Television: pick of the week
One thing you learn early on in this series is that the experiments undertaken by Professor Chris Wise and Dr Caroline Baillie are not the sort of thing you should try at home. "Now, if that breaks, it's instant decapitation," one of the team says cheerfully, as they rig up a Roman catapult. Arrows fly, siege engines fling bolders in all directions and the intrepid pair build an Egyptian pharoah's tomb and stick a 25-tonne rock over the sarcophagus. Then there is the small matter of the 18th-century flying machine. The educational part is not so much to do with safety at work, however, or even history, but physics and the science of materials, about which Wise and Baillie know an awful lot. You do feel it would be a bit of a waste if they got their sums wrong and decapitated themselves.
Young Dr Freud BBC2 Saturday, December 7, 7.10-8pm
It is fashionable nowadays in some quarters to dismiss Freudian psychoanalysis as outmoded and discredited, so this two-part biography is welcome as a reminder of how deeply Freud changed the way we understand ourselves and, particularly, how he got to his model of the human mind. The approach in the films is slightly pedestrian, with a familiar mixture of archive film, expert talking heads, dramatisations and rostrum camera work, but the narrative is splendidly clear and informative. Step-by-step, we follow young Sigmund from his studies in Paris on what was then called hysteria to his conclusion that this was the outcome of early sexual abuse. Next week's episode sees why he changed this opinion as a result of his own self-analysis. The two parts add up to an effective introduction to a turning-point in social and medical history.
Turning Points: ID Citizenship BBC2 Wednesday, December 11, 2-4am.

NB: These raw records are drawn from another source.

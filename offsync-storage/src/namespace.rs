//! Logical partitions of the secure store.

use serde::{Deserialize, Serialize};
use std::fmt;

/// One isolated partition of the store, each with its own keying and
/// expiry policy.
#[derive(Clone, Copy, Debug, PartialEq, Eq, Hash, Serialize, Deserialize)]
pub enum Namespace {
    /// Keyed by user id. Expires 24h after write by default.
    #[serde(rename = "userData")]
    UserData,
    /// Keyed by admin id. Expires 1h after write by default.
    #[serde(rename = "adminData")]
    AdminData,
    /// Keyed by action id. Never expires.
    #[serde(rename = "actionQueue")]
    ActionQueue,
    /// Keyed by cache key. Per-entry TTL.
    #[serde(rename = "cache")]
    Cache,
}

impl Namespace {
    pub const ALL: [Namespace; 4] = [
        Namespace::UserData,
        Namespace::AdminData,
        Namespace::ActionQueue,
        Namespace::Cache,
    ];

    pub fn as_str(&self) -> &'static str {
        match self {
            Namespace::UserData => "userData",
            Namespace::AdminData => "adminData",
            Namespace::ActionQueue => "actionQueue",
            Namespace::Cache => "cache",
        }
    }
}

impl fmt::Display for Namespace {
    fn fmt(&self, f: &mut fmt::Formatter<'_>) -> fmt::Result {
        f.write_str(self.as_str())
    }
}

BBC Education's programming for overnight transmission this week concentrates on PSHE for over-11s, centering on this four-part documentary which deals with acquiring the necessary skills to become an active and responsible citizen. Peer pressure and responsibility feature in the two dramas, "Offside" and "Terraces", which follow on the same day. Then, on Thursday, the wee small hours are given over to politics, with an emphasis on doing something about it - even before reaching voting age - in three programmes: "A-Z of Politics," "Active Citizenship: Get Involved" and "Lifeschool: C for Citizen".
GCSE Bitesize: Physics BBC2 Sunday, December 8, 3-5am
Most schools broadcasting has already shut down for the holidays, but GCSE Bitesize doesn't even take Sundays off. This week, a new unit looking at electricity, forces and motion, waves, energy resources and radioactivity. And the series will no doubt spend the Christmas break preparing for next term's new history and religious studies programmes. A lesson to us all.

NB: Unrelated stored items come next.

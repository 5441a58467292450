//! Time source for expiry checks.

use chrono::{DateTime, Duration, Utc};
use std::fmt;
use std::sync::Mutex;

/// Source of "now" for write timestamps and expiry checks.
pub trait Clock: Send + Sync + fmt::Debug {
    fn now(&self) -> DateTime<Utc>;
}

/// Wall-clock time.
#[derive(Debug, Default, Clone, Copy)]
pub struct SystemClock;

impl Clock for SystemClock {
    fn now(&self) -> DateTime<Utc> {
        Utc::now()
    }
}

/// Manually driven clock for simulated-time tests.
#[derive(Debug)]
pub struct ManualClock {
    now: Mutex<DateTime<Utc>>,
}

impl ManualClock {
    pub fn new(start: DateTime<Utc>) -> Self {
        Self {
            now: Mutex::new(start),
        }
    }

    pub fn advance(&self, by: Duration) {
        let mut now = self.now.lock().unwrap_or_else(|e| e.into_inner());
        *now += by;
    }

    pub fn set(&self, to: DateTime<Utc>) {
        let mut now = self.now.lock().unwrap_or_else(|e| e.into_inner());
        *now = to;
    }
}

impl Clock for ManualClock {
    fn now(&self) -> DateTime<Utc> {
        *self.now.lock().unwrap_or_else(|e| e.into_inner())
    }
}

World Human Rights Day Discovery Civilisation Tuesday, December 10, 8pm-1am
The Discovery Civilisation channel is marking Human Rights Day with four documentaries. The first is a two-hour film about the "Civil Rights Martyrs" in the struggle for racial equality in the United States during the 1950s and 1960s. This is followed by a hour-long profile of black leader Marcus Garvey. Killed by the Klan, at 11pm, describes how the wife and children of a man murdered by the Ku Klux Klan in 1966 finally brought him to justice 30 years later. And, at midnight, Admission Impossible travels to Australia, recalling the largely undercover racist campaign to Keep Australia White.